__Problem to work on__: Please retype the data below in full.

Data entries
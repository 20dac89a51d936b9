//! domdriver: remote DOM element engine.
//!
//! The heavy lifting lives in the workspace crates; this package adds the
//! pieces an application needs to stand the engine up:
//! - [`config`]: YAML configuration with environment overrides
//! - [`logging`]: tracing subscriber bootstrap
//! - [`session`]: [`DomSession`], which turns a protocol transport into
//!   element handles

pub mod config;
pub mod logging;
pub mod session;

pub use config::{load_config, DriverConfig, LoadedConfig};
pub use logging::init_logging;
pub use session::DomSession;

pub use action_primitives::{
    ActionError, ActionKind, ActionRequest, ConditionKind, ConditionObserver, ConditionTarget,
    Dispatcher, HandleSettings, HtmlElement, PollOutcome, PollTask, WaitCondition,
};
pub use cdp_adapter::{
    AdapterError, AdapterErrorKind, CdpTransport, CommandTarget, EvalPort, InputPort, NoopTransport,
};
pub use domdriver_core_types::{
    ExecCtx, QuerySelector, RemoteObjectId, ScrollAlignment, ScrollBehavior, ScrollOptions, Value,
    WaitEvent,
};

__Exercise output__:
repository 20dac89a51d936b9
//! domdriver: remote DOM element engine.
//!
//! The heavy lifting lives in the workspace crates; this package adds the
//! pieces an application needs to stand the engine up:
//! - [`config`]: YAML configuration with environment overrides
//! - [`logging`]: tracing subscriber bootstrap
//! - [`session`]: [`DomSession`], which turns a protocol transport into
//!   element handles

pub mod config;
pub mod logging;
pub mod session;

pub use config::{load_config, DriverConfig, LoadedConfig};
pub use logging::init_logging;
pub use session::DomSession;

pub use action_primitives::{
    ActionError, ActionKind, ActionRequest, ConditionKind, ConditionObserver, ConditionTarget,
    Dispatcher, HandleSettings, HtmlElement, PollOutcome, PollTask, WaitCondition,
};
pub use cdp_adapter::{
    AdapterError, AdapterErrorKind, CdpTransport, CommandTarget, EvalPort, InputPort, NoopTransport,
};
pub use domdriver_core_types::{
    ExecCtx, QuerySelector, RemoteObjectId, ScrollAlignment, ScrollBehavior, ScrollOptions, Value,
    WaitEvent,
};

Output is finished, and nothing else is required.